─── MATERIAL PROVIDED

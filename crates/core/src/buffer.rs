//! Load buffers and the shared buffer pool.
//!
//! All load buffers live in one array indexed by the unified
//! [`LoadBufferLayout`]: the first `max_simultaneous_loads` slots form the
//! shared pool (lent out for single-buffer loads, dump snapshots and codec
//! scratch space), followed by two dedicated slots per registry record.
//!
//! The buffer metadata is protected by the registry lock. The shared pool's
//! claim bits have their own lock, taken only around the find-and-claim step.
//! Lock order is registry, then pool.

use std::sync::Arc;

use flight_tables_types::{
    IdCategory, LoadBufferId, LoadBufferLayout, MissionTime, RegId, ResourceId, find_next,
};
use parking_lot::{MappedRwLockReadGuard, MappedRwLockWriteGuard, Mutex, RwLock, RwLockReadGuard, RwLockWriteGuard};

/// Table contents.
///
/// Cloning shares the memory: a clone handed out by `get_address` keeps
/// observing the same buffer. The inner lock only guards against torn reads
/// while table services copies into or out of the buffer.
#[derive(Debug, Clone)]
pub struct TableData(Arc<RwLock<Vec<u8>>>);

impl TableData {
    /// Allocates `len` zero bytes.
    pub fn zeroed(len: usize) -> Self {
        Self(Arc::new(RwLock::new(vec![0; len])))
    }

    /// Wraps existing bytes, e.g. for a user-defined-address table.
    pub fn from_vec(bytes: Vec<u8>) -> Self {
        Self(Arc::new(RwLock::new(bytes)))
    }

    /// Number of bytes.
    pub fn len(&self) -> usize {
        self.0.read().len()
    }

    /// True if the buffer holds no bytes.
    pub fn is_empty(&self) -> bool {
        self.len() == 0
    }

    /// Locks the contents for reading.
    pub fn read(&self) -> MappedRwLockReadGuard<'_, [u8]> {
        RwLockReadGuard::map(self.0.read(), |v| v.as_slice())
    }

    /// Locks the contents for in-place modification.
    ///
    /// Owners that change an active table this way must call `modified`.
    pub fn write(&self) -> MappedRwLockWriteGuard<'_, [u8]> {
        RwLockWriteGuard::map(self.0.write(), |v| v.as_mut_slice())
    }

    /// Copies the contents out.
    pub fn to_vec(&self) -> Vec<u8> {
        self.0.read().clone()
    }

    /// True if both values share the same memory.
    pub fn ptr_eq(&self, other: &TableData) -> bool {
        Arc::ptr_eq(&self.0, &other.0)
    }

    /// Description of the memory used as the data source of address loads.
    pub(crate) fn address_label(&self) -> String {
        format!("Addr {:p}", Arc::as_ptr(&self.0))
    }

    /// Copies the first `len` bytes of `src` into the start of `self`.
    pub(crate) fn copy_prefix_from(&self, src: &TableData, len: usize) {
        if self.ptr_eq(src) {
            return;
        }
        let src = src.read();
        let mut dst = self.write();
        let n = len.min(src.len()).min(dst.len());
        dst[..n].copy_from_slice(&src[..n]);
    }

    /// Zeroes the first `len` bytes.
    pub(crate) fn clear_prefix(&self, len: usize) {
        let mut dst = self.write();
        let n = len.min(dst.len());
        dst[..n].fill(0);
    }

    /// CRC-32 of the first `len` bytes.
    pub(crate) fn crc(&self, len: usize) -> u32 {
        let data = self.read();
        crc32fast::hash(&data[..len.min(data.len())])
    }
}

/// One entry of the load-buffer array.
#[derive(Debug, Clone, Default)]
pub(crate) struct LoadBuffer {
    /// Own id; `None` while the slot is free.
    pub id: Option<LoadBufferId>,
    /// Last id issued for this slot, the seed for its next generation.
    pub last_id: Option<LoadBufferId>,
    pub owner: Option<RegId>,
    pub data: Option<TableData>,
    /// Bytes allocated by table services; 0 for adopted user memory.
    pub alloc_size: usize,
    pub content_size: usize,
    pub file_time: MissionTime,
    pub crc: u32,
    pub validated: bool,
    pub data_source: String,
}

impl LoadBuffer {
    /// Marks the slot free. The memory stays attached for reuse.
    pub fn set_free(&mut self) {
        self.id = None;
        self.owner = None;
        self.validated = false;
        self.content_size = 0;
    }

    /// Frees the slot and drops its memory.
    pub fn deallocate(&mut self) {
        self.set_free();
        self.data = None;
        self.alloc_size = 0;
        self.crc = 0;
        self.file_time = MissionTime::default();
        self.data_source.clear();
    }

    /// Clears per-load metadata on a freshly claimed slot.
    pub fn reset_for(&mut self, id: LoadBufferId, owner: RegId) {
        self.id = Some(id);
        self.last_id = Some(id);
        self.owner = Some(owner);
        self.validated = false;
        self.content_size = 0;
        self.crc = 0;
        self.file_time = MissionTime::default();
        self.data_source.clear();
    }
}

/// Returns the next id for dedicated slot `index`, one generation after its last.
pub(crate) fn next_dedicated_id(layout: &LoadBufferLayout, buffers: &[LoadBuffer], index: usize) -> Option<LoadBufferId> {
    let (category, _) = layout.locate(index);
    let seed = buffers
        .get(index)
        .and_then(|b| b.last_id)
        .map_or_else(|| ResourceId::from_parts(IdCategory::LoadBuffer, index as u32), LoadBufferId::id);
    let mut next = seed;
    for _ in 0..layout.category_len(category) {
        next = layout.increment(next);
    }
    LoadBufferId::new(next)
}

/// Claim state of the shared pool.
#[derive(Debug)]
struct PoolState {
    claimed: Vec<bool>,
    cursor: ResourceId,
}

/// Shared load-buffer pool.
#[derive(Debug)]
pub(crate) struct SharedPool {
    layout: LoadBufferLayout,
    state: Mutex<PoolState>,
}

impl SharedPool {
    pub fn new(layout: LoadBufferLayout) -> Self {
        Self {
            state: Mutex::new(PoolState {
                claimed: vec![false; layout.shared()],
                cursor: layout.category_cursor(0),
            }),
            layout,
        }
    }

    /// Claims a free shared buffer for `owner`. Caller holds the registry lock.
    pub fn acquire(&self, buffers: &mut [LoadBuffer], owner: RegId) -> Option<LoadBufferId> {
        let total = self.layout.total();
        let mut state = self.state.lock();
        let PoolState { claimed, cursor } = &mut *state;
        let found = find_next(
            *cursor,
            self.layout.shared(),
            |id| self.layout.increment(id),
            |id| id.to_index(IdCategory::LoadBuffer, total).and_then(|i| claimed.get(i).copied()).unwrap_or(true),
        )?;
        let id = LoadBufferId::new(found)?;
        let index = id.to_index(total)?;
        claimed[index] = true;
        *cursor = found;
        drop(state);
        buffers[index].reset_for(id, owner);
        Some(id)
    }

    /// Returns a shared buffer to the pool. Ignores ids outside the pool.
    pub fn release(&self, buffers: &mut [LoadBuffer], id: LoadBufferId) {
        let Some(index) = id.to_index(self.layout.total()) else {
            return;
        };
        if index >= self.layout.shared() || buffers[index].id != Some(id) {
            return;
        }
        buffers[index].set_free();
        self.state.lock().claimed[index] = false;
    }

    pub fn free_count(&self) -> usize {
        self.state.lock().claimed.iter().filter(|c| !**c).count()
    }

    pub fn is_shared(&self, id: LoadBufferId) -> bool {
        id.to_index(self.layout.total()).is_some_and(|i| i < self.layout.shared())
    }
}

#[cfg(test)]
#[allow(clippy::unwrap_used, clippy::expect_used)]
mod tests {
    use super::*;

    fn reg(serial: u32) -> RegId {
        RegId::new(ResourceId::from_parts(IdCategory::Registry, serial)).unwrap()
    }

    fn buffers(layout: &LoadBufferLayout) -> Vec<LoadBuffer> {
        vec![LoadBuffer::default(); layout.total()]
    }

    #[test]
    fn test_pool_exhaustion_and_release() {
        let layout = LoadBufferLayout::new(2, 3);
        let pool = SharedPool::new(layout);
        let mut bufs = buffers(&layout);

        let a = pool.acquire(&mut bufs, reg(1)).unwrap();
        let b = pool.acquire(&mut bufs, reg(1)).unwrap();
        assert_ne!(a, b);
        assert!(pool.acquire(&mut bufs, reg(1)).is_none());
        assert_eq!(pool.free_count(), 0);

        pool.release(&mut bufs, a);
        assert_eq!(pool.free_count(), 1);
        let c = pool.acquire(&mut bufs, reg(2)).unwrap();
        assert_ne!(c, a, "reused slot must carry a new id");
        assert_eq!(c.to_index(layout.total()), a.to_index(layout.total()));
        assert!(pool.is_shared(c));
    }

    #[test]
    fn test_release_of_stale_id_is_ignored() {
        let layout = LoadBufferLayout::new(1, 1);
        let pool = SharedPool::new(layout);
        let mut bufs = buffers(&layout);
        let a = pool.acquire(&mut bufs, reg(1)).unwrap();
        pool.release(&mut bufs, a);
        let b = pool.acquire(&mut bufs, reg(1)).unwrap();
        pool.release(&mut bufs, a);
        assert_eq!(bufs[0].id, Some(b));
        assert_eq!(pool.free_count(), 0);
    }

    #[test]
    fn test_dedicated_generations_stay_in_slot() {
        let layout = LoadBufferLayout::new(4, 8);
        let mut bufs = buffers(&layout);
        let index = layout.index_of(LoadBufferLayout::dedicated_category(3), 1);
        let first = next_dedicated_id(&layout, &bufs, index).unwrap();
        bufs[index].reset_for(first, reg(4));
        let second = next_dedicated_id(&layout, &bufs, index).unwrap();
        assert_ne!(first, second);
        assert_eq!(first.to_index(layout.total()), Some(index));
        assert_eq!(second.to_index(layout.total()), Some(index));
        assert!(!pool_is_shared(&layout, second));
    }

    fn pool_is_shared(layout: &LoadBufferLayout, id: LoadBufferId) -> bool {
        SharedPool::new(*layout).is_shared(id)
    }

    #[test]
    fn test_table_data_copy_and_crc() {
        let a = TableData::from_vec(vec![1, 2, 3, 4]);
        let b = TableData::zeroed(4);
        b.copy_prefix_from(&a, 3);
        assert_eq!(b.to_vec(), vec![1, 2, 3, 0]);
        assert_eq!(a.crc(4), crc32fast::hash(&[1, 2, 3, 4]));
        b.clear_prefix(2);
        assert_eq!(b.to_vec(), vec![0, 0, 3, 0]);
        let alias = a.clone();
        assert!(alias.ptr_eq(&a));
        alias.copy_prefix_from(&a, 4);
        assert!(a.address_label().starts_with("Addr 0x"));
    }
}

──────

Return, word for word, every line from the top of the entries down to the line that holds "slots form the", both included.

filename crates/core/src/buffer.rs
//! Load buffers and the shared buffer pool.
//!
//! All load buffers live in one array indexed by the unified
//! [`LoadBufferLayout`]: the first `max_simultaneous_loads` slots form the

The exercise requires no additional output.